接亲队伍并没有去哪户人家,而是饶了条路走到城外,走上一片荒郊野岭。
除了这支队伍,后面还跟着两支,无一不是穿着大红裙的女子,她们的红袖在空中舞着,高高扬起,好像溅出一滩滩的鲜血。
秦休窥探的视线忽然被一道红色遮住,那走在花轿旁的红衣人用阴柔的男声说道:“这位正道的小兄弟,最好安分些罢。”
说着,将秦休手中的帘子向内扯去,秦休只觉对方力气奇大无比,他松开手,轿子也停了下来。

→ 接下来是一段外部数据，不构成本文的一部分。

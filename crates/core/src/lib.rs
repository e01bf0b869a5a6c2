//! readout - reading-order PDF content extraction engine.
//!
//! Takes three heterogeneous content sources per page (text, image
//! and drawing blocks; detected table regions), resolves overlaps
//! between them (tables take precedence over the blocks they cover),
//! merges them into one spatially-ordered item sequence, and drives a
//! per-item extraction pipeline with isolated per-item failure
//! handling. The PDF content model, table detection, OCR, and
//! rasterization are collaborators behind the traits in [`source`].

pub mod driver;
pub mod error;
pub mod geometry;
pub mod model;
pub mod output;
pub mod pipeline;
pub mod resolver;
pub mod sequencer;
pub mod source;
pub mod tables;

pub use driver::{ExtractOptions, extract_document};
pub use error::{ExtractError, Result};
pub use geometry::Rect;
pub use model::{
    Block, BlockContent, ImagePayload, ImageRef, Item, ItemContent, ResolvedImage, TableRegion,
    TextCell,
};
pub use pipeline::ImageSink;
pub use source::{DocumentSource, OcrEngine, PageSource, TableDetector};
pub use tables::{HeuristicTableDetector, TableDetectorConfig};
//! Heuristic table detection over positioned text cells.
//!
//! No ruling-line or ML model input: tables are inferred from text
//! alignment alone. Cells are clustered into rows by vertical
//! alignment, consecutive rows with agreeing column structure form a
//! table region, and each region's cells are assigned to columns by
//! horizontal alignment. Detection is best-effort; a page that does
//! not look tabular simply yields no regions.

use crate::geometry::Rect;
use crate::model::{TableRegion, TextCell};
use crate::source::TableDetector;

/// Tuning knobs for [`HeuristicTableDetector`].
#[derive(Clone, Debug)]
pub struct TableDetectorConfig {
    /// Cells within this vertical distance (points) of a row's anchor
    /// belong to that row.
    pub row_tolerance: f64,
    /// Cells within this horizontal distance (points) of a column
    /// center belong to that column.
    pub col_tolerance: f64,
    /// Minimum total cells for a region to count as a table.
    pub min_cells: usize,
    /// Minimum rows for a region to count as a table.
    pub min_rows: usize,
    /// Minimum cells per row for the row to join a region.
    pub min_cols: usize,
}

impl Default for TableDetectorConfig {
    fn default() -> Self {
        Self {
            row_tolerance: 5.0,
            col_tolerance: 10.0,
            min_cells: 6,
            min_rows: 2,
            min_cols: 2,
        }
    }
}

/// Alignment-based table detector.
#[derive(Clone, Debug, Default)]
pub struct HeuristicTableDetector {
    config: TableDetectorConfig,
}

impl HeuristicTableDetector {
    pub fn new() -> Self {
        Self::default()
    }

    pub fn with_config(config: TableDetectorConfig) -> Self {
        Self { config }
    }

    /// Cluster cells into rows by center-y alignment, each row sorted
    /// left to right, rows sorted top to bottom.
    fn cluster_rows<'a>(&self, cells: &'a [TextCell]) -> Vec<Vec<&'a TextCell>> {
        let mut rows: Vec<Vec<&TextCell>> = Vec::new();

        for cell in cells {
            let cy = center_y(cell);
            let found = rows.iter_mut().find(|row| {
                row.first()
                    .is_some_and(|anchor| (cy - center_y(anchor)).abs() <= self.config.row_tolerance)
            });
            match found {
                Some(row) => row.push(cell),
                None => rows.push(vec![cell]),
            }
        }

        for row in &mut rows {
            row.sort_by(|a, b| a.rect.x0.total_cmp(&b.rect.x0));
        }
        rows.sort_by(|a, b| {
            let ay = a.first().map_or(0.0, |c| c.rect.y0);
            let by = b.first().map_or(0.0, |c| c.rect.y0);
            ay.total_cmp(&by)
        });
        rows
    }

    /// Runs of consecutive rows with agreeing column counts. A row
    /// joins the current run when its cell count is within one of the
    /// run's first row; short rows close the run.
    fn find_regions<'a>(&self, rows: Vec<Vec<&'a TextCell>>) -> Vec<Vec<Vec<&'a TextCell>>> {
        let mut regions = Vec::new();
        let mut current: Vec<Vec<&TextCell>> = Vec::new();
        let mut expected: Option<usize> = None;

        for row in rows {
            if row.len() < self.config.min_cols {
                self.close_region(&mut regions, &mut current);
                expected = None;
                continue;
            }
            match expected {
                Some(n) if row.len().abs_diff(n) <= 1 => current.push(row),
                _ => {
                    self.close_region(&mut regions, &mut current);
                    expected = Some(row.len());
                    current.push(row);
                }
            }
        }
        self.close_region(&mut regions, &mut current);
        regions
    }

    fn close_region<'a>(
        &self,
        regions: &mut Vec<Vec<Vec<&'a TextCell>>>,
        current: &mut Vec<Vec<&'a TextCell>>,
    ) {
        let cell_count: usize = current.iter().map(Vec::len).sum();
        if current.len() >= self.config.min_rows && cell_count >= self.config.min_cells {
            regions.push(std::mem::take(current));
        } else {
            current.clear();
        }
    }

    /// Assign a region's cells to columns and emit its row matrix.
    /// Column centers come from the widest row; a row slot with no
    /// aligned cell stays `None`.
    fn build_table(&self, region: &[Vec<&TextCell>]) -> Option<TableRegion> {
        let widest = region.iter().max_by_key(|row| row.len())?;
        let centers: Vec<f64> = widest.iter().map(|c| center_x(c)).collect();
        if centers.is_empty() {
            return None;
        }

        let mut rows = Vec::with_capacity(region.len());
        let mut bounds: Option<Rect> = None;

        for row in region {
            let mut cells: Vec<Option<String>> = vec![None; centers.len()];
            for cell in row {
                bounds = Some(match bounds {
                    Some(b) => union(b, cell.rect),
                    None => cell.rect,
                });
                let cx = center_x(cell);
                let (col, distance) = centers
                    .iter()
                    .enumerate()
                    .map(|(i, c)| (i, (cx - c).abs()))
                    .min_by(|a, b| a.1.total_cmp(&b.1))?;
                // Misaligned stragglers still land in the nearest
                // column unless they are wildly off.
                if distance > self.config.col_tolerance && cells[col].is_some() {
                    continue;
                }
                match &mut cells[col] {
                    Some(existing) => {
                        existing.push(' ');
                        existing.push_str(&cell.text);
                    }
                    slot => *slot = Some(cell.text.clone()),
                }
            }
            rows.push(cells);
        }

        Some(TableRegion {
            rect: bounds?,
            rows,
        })
    }
}

impl TableDetector for HeuristicTableDetector {
    fn detect_tables(&self, cells: &[TextCell]) -> Vec<TableRegion> {
        if cells.len() < self.config.min_cells {
            return Vec::new();
        }
        let rows = self.cluster_rows(cells);
        self.find_regions(rows)
            .iter()
            .filter_map(|region| self.build_table(region))
            .collect()
    }
}

fn center_x(cell: &TextCell) -> f64 {
    (cell.rect.x0 + cell.rect.x1) / 2.0
}

fn center_y(cell: &TextCell) -> f64 {
    (cell.rect.y0 + cell.rect.y1) / 2.0
}

fn union(a: Rect, b: Rect) -> Rect {
    Rect::new(
        a.x0.min(b.x0),
        a.y0.min(b.y0),
        a.x1.max(b.x1),
        a.y1.max(b.y1),
    )
}
//! pdf2text - Extract text, images and tables from a PDF in reading
//! order.
//!
//! Ordinary text is emitted directly, detected tables as
//! tab-separated rows, and embedded or rasterized images are OCR'd
//! into text, all interleaved in top-to-bottom, left-to-right page
//! order. Extracted image files land in the output directory.

use std::path::PathBuf;

use anyhow::Context;
use clap::{ArgAction, Parser};
use tracing_subscriber::EnvFilter;

use readout_core::{ExtractOptions, HeuristicTableDetector, ImageSink, extract_document, output};
use readout_pdfium::PdfiumBackend;

/// Extract text, images and tables from a born-digital PDF in
/// reading order.
#[derive(Parser, Debug)]
#[command(name = "pdf2text")]
#[command(author, version, about, long_about = None)]
struct Args {
    /// Input PDF file
    input: PathBuf,

    /// Directory to write images and auxiliary files (created if
    /// absent)
    #[arg(long = "out-dir", default_value = "output")]
    out_dir: PathBuf,

    /// Output plain text file
    #[arg(long = "out-text", default_value = "output.txt")]
    out_text: PathBuf,

    /// Also OCR images. Accepted for interface compatibility; images
    /// are always OCR'd.
    #[arg(long = "image-ocr", action = ArgAction::SetTrue)]
    image_ocr: bool,

    /// Use debug logging level
    #[arg(short = 'd', long, action = ArgAction::SetTrue)]
    debug: bool,
}

fn init_tracing(debug: bool) {
    let default = if debug { "debug" } else { "warn" };
    let filter =
        EnvFilter::try_from_default_env().unwrap_or_else(|_| EnvFilter::new(default));
    tracing_subscriber::fmt()
        .with_env_filter(filter)
        .with_writer(std::io::stderr)
        .init();
}

#[cfg(feature = "tesseract")]
fn ocr_engine() -> readout_pdfium::TesseractOcr {
    readout_pdfium::TesseractOcr::new()
}

#[cfg(not(feature = "tesseract"))]
fn ocr_engine() -> readout_pdfium::DisabledOcr {
    readout_pdfium::DisabledOcr
}

fn main() -> anyhow::Result<()> {
    let args = Args::parse();
    init_tracing(args.debug);
    // Images are always OCR'd; the flag changes nothing.
    let _ = args.image_ocr;

    let backend = PdfiumBackend::new().context("pdfium library unavailable")?;
    let document = backend
        .open(&args.input)
        .with_context(|| format!("cannot open {}", args.input.display()))?;

    let detector = HeuristicTableDetector::new();
    let ocr = ocr_engine();
    let mut sink = ImageSink::new(&args.out_dir)
        .with_context(|| format!("cannot create {}", args.out_dir.display()))?;

    let lines = extract_document(
        &document,
        &detector,
        &ocr,
        &mut sink,
        &ExtractOptions::default(),
    )?;
    output::write_lines(&args.out_text, &lines)
        .with_context(|| format!("cannot write {}", args.out_text.display()))?;

    println!(
        "Wrote text to {}. Extracted images to {}/",
        args.out_text.display(),
        args.out_dir.display()
    );
    Ok(())
}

周围不再有吹拉弹唱,一片寂静下,只有轿内几具尸体顺着轿子滴出血的声音。
秦休听着滴答声,屏息凝神。
苍啷!刀鸣遮过血滴。
花轿外齐齐刺进来十把血刀,同进同退,而后再进,一直向轿内捅了七次。
秦休身子抵在轿顶,险些被刺中,瞧见下面的尸体被捅成了马蜂窝。
血刀过后,就听见分不清男人还是女人的声音向着周围散开,直到彻底没了动静。
秦休没有出去,依旧抵在上面,良久的安静之...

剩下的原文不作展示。